I just finished reading my first Joan Didion novel, A Book of Common Prayer (published in 1977, it has taken me a while to get around to it). This is another one of those cases where I can honestly say that it was a really good book, and I can also say, with equal honesty, that I’m glad it’s over.
To me, a story works or it doesn’t depending on whether I can find some connection to one or more of the characters in it. Really big explosions and a fast-moving plot are not enough: I want to be able to put myself into the action somewhere, believably. I enjoy trying to imagine how I would deal with what’s happening, if I were a part of those events. That’s not to say that I expect every story to include at least one mouthy and self-absorbed intellectual with — shall we say — a somewhat overdeveloped sense of self-preservation, but I expect any person of even minimal intelligence to know that sometimes it’s just not a good idea to go into the basement, or to go outside to investigate the strange noises in the woods, or to stay in Boca Grande when the phone lines go down and the US ambassador has just hopped the last plane for the border.
The Wikipedia entry on Joan Didion tells us that “…Her novels and essays explore the disintegration of American morals and cultural chaos, where the overriding theme is individual and social fragmentation.”1 Individual and social fragmentation was certainly evident in A Book of Common Prayer, and Didion covers some very difficult territory in this novel — the problem for me was that terrible things were happening to people in the book, and I found it so very hard to care. Again and again I found myself feeling sympathy for one character or another, and then that individual would behave in a way that I found so hard to comprehend that I just couldn’t maintain the connection.
When Little Red Riding Hood is accosted by the wolf, on her way to do a good deed for her elderly relative, we are concerned for her well-being. We approve of her mission, and we hope that she’ll come through without mishap. When Goldilocks, on the other hand, is discovered sleeping in Baby Bear’s bed, and is presumably dismembered as a consequence, we don’t criticize the bears. The little idiot wandered into their home, mucked around in their food, and passed out on their furniture.
He’s not such a bad boy. He’s just misunderstood.
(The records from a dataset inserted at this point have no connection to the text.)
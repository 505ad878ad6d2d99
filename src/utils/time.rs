use chrono::{DateTime, Duration, NaiveDate, TimeZone, Timelike};
use serde::Serializer;

/// This is the standard way of converting a date to a record file name in focuslog.
pub fn date_to_record_name(date: NaiveDate) -> String {
    date.format("%Y-%m-%d").to_string()
}

pub fn record_name_to_date(name: &str) -> Option<NaiveDate> {
    NaiveDate::parse_from_str(name, "%Y-%m-%d").ok()
}

/// Day an event belongs to. Days start at `boundary_hour` instead of midnight, so a late night
/// session still counts towards the day it started in.
pub fn logical_date<Tz: TimeZone>(moment: &DateTime<Tz>, boundary_hour: u32) -> NaiveDate {
    let date = moment.date_naive();
    if moment.hour() >= boundary_hour {
        date
    } else {
        date.pred_opt().unwrap_or(date)
    }
}

pub fn format_duration(v: Duration) -> String {
    if v.num_hours() > 0 {
        format!("{}h {}m", v.num_hours(), v.num_minutes() % 60)
    } else if v.num_minutes() > 0 {
        format!("{}m {}s", v.num_minutes(), v.num_seconds() % 60)
    } else {
        format!("{}s", v.num_seconds())
    }
}

/// Serializes a [Duration] as whole seconds.
pub fn serialize_seconds<S>(duration: &Duration, serializer: S) -> Result<S::Ok, S::Error>
where
    S: Serializer,
{
    serializer.serialize_i64(duration.num_seconds())
}
use bevy::prelude::*;
use bevy::render::render_asset::RenderAssetUsages;
use bevy::render::render_resource::{Extent3d, TextureDimension, TextureFormat};
use bevy::window::{PrimaryWindow, WindowResized, WindowResolution};

use crate::simulation::animation::AnimationLoop;
use crate::simulation::scenario::Scenario;
use crate::simulation::states::NVec2;
use crate::visualization::canvas::{Canvas, BACKGROUND};

/// Raster, frame loop and the texture the raster is copied into
#[derive(Resource)]
struct Frame {
    canvas: Canvas,
    looping: AnimationLoop,
    image: Handle<Image>,
}

/// Tags the sprite showing the canvas texture
#[derive(Component)]
struct CanvasSprite;

pub fn run_2d(scenario: Scenario) {
    info!("run_2d: starting Bevy 2D viewer for {}", scenario.app.name());

    let (w, h) = (scenario.canvas.width as f32, scenario.canvas.height as f32);
    App::new()
        .add_plugins(DefaultPlugins.set(WindowPlugin {
            primary_window: Some(Window {
                title: scenario.app.name().to_string(),
                resolution: WindowResolution::new(w, h),
                ..Default::default()
            }),
            ..Default::default()
        }))
        .insert_resource(scenario)
        .add_systems(Startup, setup_canvas_system)
        .add_systems(Update, (resize_system, input_system, frame_system, upload_system).chain())
        .run();
}

fn setup_canvas_system(mut commands: Commands, scenario: Res<Scenario>, mut images: ResMut<Assets<Image>>) {
    commands.spawn(Camera2dBundle::default());

    let (width, height) = (scenario.canvas.width.max(1), scenario.canvas.height.max(1));
    let handle = images.add(canvas_image(width, height));

    commands.spawn((
        SpriteBundle {
            texture: handle.clone(),
            ..Default::default()
        },
        CanvasSprite,
    ));

    commands.insert_resource(Frame {
        canvas: Canvas::new(width, height, scenario.world),
        looping: AnimationLoop::new(scenario.parameters.dt),
        image: handle,
    });
}

fn canvas_image(width: usize, height: usize) -> Image {
    Image::new_fill(
        Extent3d {
            width: width as u32,
            height: height as u32,
            depth_or_array_layers: 1,
        },
        TextureDimension::D2,
        &BACKGROUND,
        TextureFormat::Rgba8UnormSrgb,
        RenderAssetUsages::default(),
    )
}

/// Window resized: rebuild the raster, let the app react and swap the texture
fn resize_system(
    mut resized: EventReader<WindowResized>,
    mut scenario: ResMut<Scenario>,
    mut frame: ResMut<Frame>,
    mut images: ResMut<Assets<Image>>,
    mut sprites: Query<&mut Handle<Image>, With<CanvasSprite>>,
) {
    let Some((width, height)) = resized.read().last().map(|e| (e.width, e.height)) else {
        return;
    };
    let (width, height) = (width.round().max(1.0) as usize, height.round().max(1.0) as usize);
    if (width, height) == (frame.canvas.width, frame.canvas.height) {
        return;
    }

    let Frame { canvas, looping, image } = &mut *frame;
    looping.resize(&mut *scenario.app, canvas, width, height);
    let old = std::mem::replace(image, images.add(canvas_image(width, height)));
    images.remove(old.id());
    for mut texture in &mut sprites {
        *texture = image.clone();
    }
    info!(width, height, "canvas resized");
}

/// Space toggles play, R resets, the left button is forwarded to the app
fn input_system(
    keys: Res<ButtonInput<KeyCode>>,
    buttons: Res<ButtonInput<MouseButton>>,
    windows: Query<&Window, With<PrimaryWindow>>,
    mut scenario: ResMut<Scenario>,
    mut frame: ResMut<Frame>,
) {
    let Frame { canvas, looping, .. } = &mut *frame;
    let app = &mut *scenario.app;

    if keys.just_pressed(KeyCode::Space) {
        looping.toggle();
    }
    if keys.just_pressed(KeyCode::KeyR) {
        looping.reset(&mut *app);
    }

    let Ok(window) = windows.get_single() else {
        return;
    };
    let Some(cursor) = window.cursor_position() else {
        return;
    };
    // window pixels -> canvas pixels -> world
    let px = cursor.x as f64 * canvas.width as f64 / window.width().max(1.0) as f64;
    let py = cursor.y as f64 * canvas.height as f64 / window.height().max(1.0) as f64;
    let p: NVec2 = canvas.viewport.to_world(px, py);

    if buttons.just_pressed(MouseButton::Left) {
        app.pointer_down(p);
    } else if buttons.just_released(MouseButton::Left) {
        app.pointer_up(p);
    } else if buttons.pressed(MouseButton::Left) {
        app.pointer_move(p);
    }
}

fn frame_system(mut scenario: ResMut<Scenario>, mut frame: ResMut<Frame>, mut windows: Query<&mut Window, With<PrimaryWindow>>) {
    let Frame { canvas, looping, .. } = &mut *frame;
    looping.tick(&mut *scenario.app, canvas);

    if let Ok(mut window) = windows.get_single_mut() {
        window.title = format!("{}  {}", scenario.app.name(), scenario.app.status());
    }
}

fn upload_system(frame: Res<Frame>, mut images: ResMut<Assets<Image>>) {
    if let Some(image) = images.get_mut(&frame.image) {
        if image.data.len() == frame.canvas.pixels().len() {
            image.data.copy_from_slice(frame.canvas.pixels());
        }
    }
}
Fictional characters that are hard to love are not limited to a particular nationality or time frame — from Goldilocks in the fairy tale to Cathy and Heathcliff in Wuthering Heights to every teenager who ever got whacked at Camp Crystal Lake in the Friday the 13th movies, popular entertainment has provided us with a broad array of central figures that just don’t seem to be able to get with the program. Sometimes there’s a point to this depersonalization: the assassins in Mario Vargas Llosa’s novel The Feast of the Goat are not just a bunch of desperate men, but the embodiment of the victimization their country has endured at the hands of a brutal dictator. Their personal tragedies provide windows into the suffering of the nation as a whole; we are caught up in the greater injustice, even as we have a hard time becoming deeply engaged with them as individuals.
One of the things that makes Alfred Hitchcock’s Psycho such a guilty pleasure is the way we relate to the character of Norman Bates. Sure, he’s a psychopath and all that, but we can sympathize with him, with his shyness, his awkwardness. The other characters are all users of one kind or another: a thief, a philanderer, a sleazy private investigator… We’re not altogether sure we want Norman (and/or his mother) to get caught, despite his insanity, despite his crimes, because we’re really not all that crazy about his victims.
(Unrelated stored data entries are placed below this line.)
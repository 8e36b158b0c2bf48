//! Fixed-step particle advection
//!
//! Provides forward-Euler and midpoint displacement steps through a
//! [`VelocityField`], plus the per-frame `advect` pass that ages particles,
//! records trails and applies the boundary policy.

use rand::Rng;
use tracing::warn;

use super::engine::Engine;
use super::fields::VelocityField;
use super::params::Parameters;
use super::states::{Domain, NVec2, Particle};
use crate::configuration::config::{BoundaryConfig, IntegratorConfig};

/// Displacement of a point over one step `dt` starting at time `t`
/// Non-finite results collapse to zero displacement
pub fn displacement<F>(field: &F, p: &NVec2, t: f64, dt: f64, method: IntegratorConfig) -> NVec2
where
    F: VelocityField + ?Sized,
{
    let d = match method {
        // x_n+1 = x_n + dt v(x_n, t_n)
        IntegratorConfig::Euler => dt * field.velocity(p, t),

        // x_mid = x_n + dt/2 v(x_n, t_n)
        // x_n+1 = x_n + dt v(x_mid, t_n + dt/2)
        IntegratorConfig::Midpoint => {
            let half_dt = 0.5 * dt;
            let mid = p + half_dt * field.velocity(p, t);
            dt * field.velocity(&mid, t + half_dt)
        }
    };

    if d.x.is_finite() && d.y.is_finite() {
        d
    } else {
        NVec2::zeros()
    }
}

/// Trajectory of a single point over `steps` steps (pathline of one tracer)
pub fn integrate_path<F>(field: &F, start: NVec2, t0: f64, dt: f64, steps: usize, method: IntegratorConfig) -> Vec<NVec2>
where
    F: VelocityField + ?Sized,
{
    let mut out = Vec::with_capacity(steps + 1);
    let mut p = start;
    let mut t = t0;
    out.push(p);
    for _ in 0..steps {
        p += displacement(field, &p, t, dt, method);
        t += dt;
        out.push(p);
    }
    out
}

/// Per-step bookkeeping from [`advect`]
#[derive(Debug, Clone, Copy, Default, PartialEq, Eq)]
pub struct AdvectStats {
    pub moved: usize,
    pub respawned: usize,
    pub reflected: usize,
    pub non_finite: usize,
}

/// Reflect a particle back inside `domain`: clamp its position and invert the
/// velocity component that carried it out
pub fn reflect(particle: &mut Particle, domain: &Domain) -> bool {
    let clamped = domain.clamp(particle.x);
    if clamped == particle.x {
        return false;
    }
    if let Some(v) = particle.v.as_mut() {
        if clamped.x != particle.x.x {
            v.x = -v.x;
        }
        if clamped.y != particle.x.y {
            v.y = -v.y;
        }
    }
    particle.x = clamped;
    true
}

/// Advance every particle by one step of `params.dt` at time `t`
/// Particles that leave the domain are reflected or respawned per `engine.boundary`;
/// particles older than their lifetime are respawned
pub fn advect<F, R>(
    particles: &mut [Particle],
    field: &F,
    domain: &Domain,
    engine: &Engine,
    params: &Parameters,
    t: f64,
    rng: &mut R,
) -> AdvectStats
where
    F: VelocityField + ?Sized,
    R: Rng + ?Sized,
{
    let dt = params.dt;
    let mut stats = AdvectStats::default();

    for particle in particles.iter_mut() {
        let d = displacement(field, &particle.x, t, dt, engine.integrator);
        if d == NVec2::zeros() && !field.velocity(&particle.x, t).iter().all(|c| c.is_finite()) {
            stats.non_finite += 1;
        }

        particle.x += d;
        particle.age += dt;
        stats.moved += 1;

        if !domain.contains(&particle.x) || !particle.x.iter().all(|c| c.is_finite()) {
            match engine.boundary {
                BoundaryConfig::Reflect if particle.x.iter().all(|c| c.is_finite()) => {
                    reflect(particle, domain);
                    stats.reflected += 1;
                }
                _ => {
                    particle.respawn_at(domain.random_point(rng));
                    stats.respawned += 1;
                    continue;
                }
            }
        }

        if particle.expired() {
            particle.respawn_at(domain.random_point(rng));
            stats.respawned += 1;
            continue;
        }

        particle.trail.push(particle.x);
    }

    if stats.non_finite > 0 {
        warn!(count = stats.non_finite, t, "non-finite velocity, particles held in place");
    }

    stats
}

/// Advance free-moving particles (own velocity, no field) and reflect them
/// off the domain walls. Used by the density sampler's closed box.
pub fn drift_reflect(particles: &mut [Particle], domain: &Domain, dt: f64) -> usize {
    let mut reflected = 0;
    for particle in particles.iter_mut() {
        if let Some(v) = particle.v {
            particle.x += dt * v;
        }
        particle.age += dt;
        if !domain.contains(&particle.x) && reflect(particle, domain) {
            reflected += 1;
        }
    }
    reflected
}
//! Build fully-initialized app scenarios from configuration
//!
//! Takes a `ScenarioConfig` (YAML-facing) and produces runtime bundles
//! (`Scenario` for the 2D canvas apps, `DeformationScene` for the 3D
//! lattice view) containing:
//! - engine settings (`Engine`)
//! - numerical parameters (`Parameters`)
//! - the world rectangle the canvas maps onto
//! - the app itself, behind the [`FrameApp`] trait
//!
//! With the `viewer` feature these are inserted into Bevy as `Resource`s.

use std::fs::File;
use std::io::BufReader;
use std::path::Path;

use tracing::{info, warn};

use crate::apps::deformation::Deformation;
use crate::apps::{
    deformation::DeformationApp, density::DensityApp, euler_lagrange::EulerLagrangeApp, kinematics::KinematicsApp,
    mean_free_path::MeanFreePathApp, meniscus::MeniscusApp,
};
use crate::configuration::config::{AppKind, CanvasConfig, DeformationConfig, FieldConfig, FlowPreset, ScenarioConfig};
use crate::error::{Result, SimError};
use crate::expression::Bindings;
use crate::simulation::animation::FrameApp;
use crate::simulation::engine::Engine;
use crate::simulation::fields::{ExpressionField, FieldSet, FlowParams, PresetField};
use crate::simulation::params::Parameters;
use crate::simulation::states::{Domain, NVec2, NVec3};
use crate::visualization::heatmap::Metric;

/// Read a `ScenarioConfig` from a YAML file
pub fn load_scenario(path: impl AsRef<Path>) -> Result<ScenarioConfig> {
    let file = File::open(path.as_ref())?;
    let cfg: ScenarioConfig = serde_yaml::from_reader(BufReader::new(file))?;
    Ok(cfg)
}

/// Sum the configured field terms. An empty list means solid-body rotation.
pub fn build_field_set(terms: &[FieldConfig]) -> Result<FieldSet> {
    if terms.is_empty() {
        return Ok(FieldSet::new().with(PresetField::new(FlowPreset::Rotation, FlowParams::default())));
    }

    let mut set = FieldSet::new();
    for (i, fc) in terms.iter().enumerate() {
        match (&fc.preset, &fc.u, &fc.v) {
            (Some(preset), _, _) => {
                let params = FlowParams {
                    strength: fc.strength,
                    rate: fc.rate,
                    omega: fc.omega,
                };
                set.push(Box::new(PresetField::new(*preset, params)));
            }
            (None, u, v) if u.is_some() || v.is_some() => {
                let u = u.as_deref().unwrap_or("0");
                let v = v.as_deref().unwrap_or("0");
                let (field, err) = ExpressionField::lenient(u, v, &fc.constants);
                if let Some(err) = err {
                    warn!(term = i, "field term falls back to zero: {err}");
                }
                set.push(Box::new(field));
            }
            _ => {
                return Err(SimError::config(format!("field term {i} needs a preset or u/v expressions")));
            }
        }
    }
    Ok(set)
}

/// Runtime bundle for one 2D app
///
/// The app owns all of its simulation state; the scenario adds what the
/// frame loop and the viewer need around it.
#[cfg_attr(feature = "viewer", derive(bevy::prelude::Resource))]
pub struct Scenario {
    pub engine: Engine,
    pub parameters: Parameters,
    pub world: Domain, // region shown on the canvas
    pub canvas: CanvasConfig,
    pub frames: u64, // frames for headless runs
    pub app: Box<dyn FrameApp + Send + Sync>,
}

impl Scenario {
    pub fn build_scenario(cfg: ScenarioConfig) -> Result<Self> {
        // Engine (runtime) from EngineConfig
        let e_cfg = &cfg.engine;
        if !(e_cfg.dt.is_finite() && e_cfg.dt > 0.0) {
            return Err(SimError::config(format!("engine.dt must be positive, got {}", e_cfg.dt)));
        }
        let engine = Engine {
            integrator: e_cfg.integrator,
            boundary: e_cfg.boundary,
        };

        // Parameters (runtime) from ParticlesConfig
        let p_cfg = &cfg.particles;
        let parameters = Parameters {
            dt: e_cfg.dt,
            particle_count: p_cfg.count,
            lifetime: p_cfg.lifetime,
            trail_length: p_cfg.trail_length,
            seed: p_cfg.seed,
        };

        let d = &cfg.domain;
        if !(d.x_max > d.x_min && d.y_max > d.y_min) {
            return Err(SimError::config("domain must have x_max > x_min and y_max > y_min"));
        }
        let domain = Domain::new(NVec2::new(d.x_min, d.y_min), NVec2::new(d.x_max, d.y_max));

        let (world, app): (Domain, Box<dyn FrameApp + Send + Sync>) = match cfg.app {
            AppKind::Kinematics => {
                let field = build_field_set(&cfg.fields)?;
                let app = KinematicsApp::new(field, domain, engine, parameters.clone(), cfg.kinematics.clone());
                (domain, Box::new(app))
            }
            AppKind::EulerLagrange => {
                let field = build_field_set(&cfg.fields)?;
                let el = &cfg.euler_lagrange;
                let app = EulerLagrangeApp::new(
                    field,
                    domain,
                    engine,
                    parameters.clone(),
                    Metric::from_config(el.metric),
                    el.grid,
                    el.probes,
                );
                (domain, Box::new(app))
            }
            AppKind::Density => {
                let app = DensityApp::new(domain, parameters.clone(), cfg.density.clone());
                (domain, Box::new(app))
            }
            AppKind::MeanFreePath => {
                let app = MeanFreePathApp::new(domain, cfg.collisions.clone(), parameters.seed);
                (domain, Box::new(app))
            }
            AppKind::Deformation => {
                let df = &cfg.deformation;
                let app = DeformationApp::new(&df.u, &df.v, &df.w, bindings(df), df.lattice, df.extent, df.scale);
                (app.view_domain(), Box::new(app))
            }
            AppKind::Meniscus => {
                let app = MeniscusApp::new(&cfg.meniscus);
                (app.view_domain(), Box::new(app))
            }
        };

        info!(app = app.name(), status = %app.status(), "scenario built");

        Ok(Self {
            engine,
            parameters,
            world,
            canvas: cfg.canvas.clone(),
            frames: e_cfg.frames,
            app,
        })
    }
}

fn bindings(df: &DeformationConfig) -> Bindings {
    df.constants.iter().fold(Bindings::new(), |b, (k, v)| b.with(k.clone(), *v))
}

// =========================================================================================
// 3d stuff below
// =========================================================================================

/// Runtime bundle for the 3D lattice view of a displacement field
#[cfg_attr(feature = "viewer", derive(bevy::prelude::Resource))]
pub struct DeformationScene {
    pub deformation: Deformation,
    pub bindings: Bindings,
    pub lattice: usize,
    pub extent: f64,
    pub scale: f64,
}

impl DeformationScene {
    pub fn build_scene(cfg: &DeformationConfig) -> Self {
        let (deformation, err) = Deformation::compute(&cfg.u, &cfg.v, &cfg.w);
        if let Some(err) = err {
            warn!("deformation scene: {err}");
        }
        Self {
            deformation,
            bindings: bindings(cfg),
            lattice: cfg.lattice,
            extent: cfg.extent,
            scale: cfg.scale,
        }
    }

    /// Multiply the displacement scale; non-positive or non-finite factors are ignored
    pub fn rescale(&mut self, factor: f64) {
        if factor.is_finite() && factor > 0.0 {
            self.scale *= factor;
        }
    }

    /// Original and displaced lattice points
    pub fn points(&self) -> Vec<(NVec3, NVec3)> {
        self.deformation.deformed_lattice(self.lattice, self.extent, self.scale, &self.bindings)
    }
}
//! Error types
//!
//! - [`ExpressionError`] – parsing, evaluating or differentiating a typed expression
//! - [`SimError`]        – building a scenario (config, io, yaml, expressions)
//!
//! Nothing in the per-frame path returns these: frame-time failures are absorbed
//! (zero displacement, zero velocity) and only logged.

use thiserror::Error;

/// Result alias for scenario-level operations
pub type Result<T> = std::result::Result<T, SimError>;

/// Failure while handling a user-entered expression
#[derive(Error, Debug, Clone, PartialEq)]
pub enum ExpressionError {
    #[error("unexpected character '{ch}' at position {pos}")]
    UnexpectedChar { ch: char, pos: usize },

    #[error("unexpected token '{found}' at position {pos}")]
    UnexpectedToken { found: String, pos: usize },

    #[error("unexpected end of expression")]
    UnexpectedEnd,

    #[error("unknown function '{0}'")]
    UnknownFunction(String),

    #[error("function '{name}' expects {expected} argument(s), got {found}")]
    Arity { name: String, expected: usize, found: usize },

    #[error("unbound variable '{0}'")]
    UnboundVariable(String),

    #[error("'{0}' is not differentiable symbolically")]
    NotDifferentiable(String),

    #[error("symbolic backend: {0}")]
    Symbolic(String),
}

/// Failure while building a scenario
#[derive(Error, Debug)]
pub enum SimError {
    #[error("configuration error: {0}")]
    Config(String),

    #[error("expression error in {field}: {source}")]
    Expression {
        field: String,
        #[source]
        source: ExpressionError,
    },

    #[error("io error: {0}")]
    Io(#[from] std::io::Error),

    #[error("yaml error: {0}")]
    Yaml(#[from] serde_yaml::Error),
}

impl SimError {
    pub fn config(msg: impl Into<String>) -> Self {
        Self::Config(msg.into())
    }

    pub fn expression(field: impl Into<String>, source: ExpressionError) -> Self {
        Self::Expression { field: field.into(), source }
    }
}
#[test]
fn clicks_drop_tracers_and_injectors() {
    let mut app = kinematics_app(preset(FlowPreset::Shear), KinematicsConfig::default());
    let before = app.tracers.len();
    app.pointer_down(NVec2::new(1.0, 1.0));
    assert_eq!(app.tracers.len(), before + 1);

    app.request_injector();
    app.pointer_down(NVec2::new(9.0, 0.0));
    let last = app.injectors.last().unwrap();
    assert_eq!(last.x, NVec2::new(5.0, 0.0), "injector clamped into the domain");

    app.reset();
    assert_eq!(app.tracers.len(), before);
    assert_eq!(app.streak_particles().count(), 0);
}

// ==================================================================================
// Density tests
// ==================================================================================

#[test]
fn global_density_is_constant() {
    let domain = Domain::centered(5.0);
    let params = Parameters { particle_count: 400, ..test_params(0.02) };
    let mut app = DensityApp::new(domain, params, DensityConfig::default());

    let initial = app.global_density();
    assert!((initial - 400.0 / 100.0 * 1000.0).abs() < 1e-9);
    for _ in 0..300 {
        app.update(0.02);
    }
    assert_eq!(app.global_density(), initial);
    assert!(app.particles.iter().all(|p| domain.contains(&p.x)));
}

#[test]
fn whole_box_sample_matches_global_density() {
    let domain = Domain::centered(5.0);
    let mut app = DensityApp::new(domain, test_params(0.02), DensityConfig::default());
    app.set_control_volume(domain.min, domain.max);
    let sample = app.sample().unwrap();
    assert_eq!(sample.count, app.particles.len());
    assert!(sample.deviation.abs() < 1e-12);

    // tiny volumes fluctuate, large ones settle
    let sizes = [0.2, 1.0, 5.0, 10.0];
    let samples = app.density_vs_size(NVec2::zeros(), &sizes);
    assert_eq!(samples.len(), sizes.len());
    assert!(samples[3].deviation.abs() < 1e-12);
}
Storytelling is a mirror that allows us to see ourselves as other see us. We become that character in a novel, or in movie, or in a song, and we play out scenarios that tell us things about ourselves that day-to-day life might never reveal. When I was growing up everyone had a comic book hero or a character from Star Trek with which he or she identified — these were not role models that we hoped to emulate, but rather they were versions of us that were functioning under circumstances completely different from our own. Watching them, we understood more about ourselves.
In Didion’s novel — and in novels that I’ve read recently by more modern writers such as Julian Barnes and Peter Carey — the mirror distorts and twists so that we’re forced to peer, squinting, into the mayhem to find even a glimpse of ourselves, fragmented and shadowy. It’s challenging, and not necessarily pleasant.
Will I read another novel by Joan Didion? Probably. There’s something to be learned even from a distorted mirror, and a story well-told is always worth the trouble.
But I can’t help but think that Goldilocks only got what was coming to her.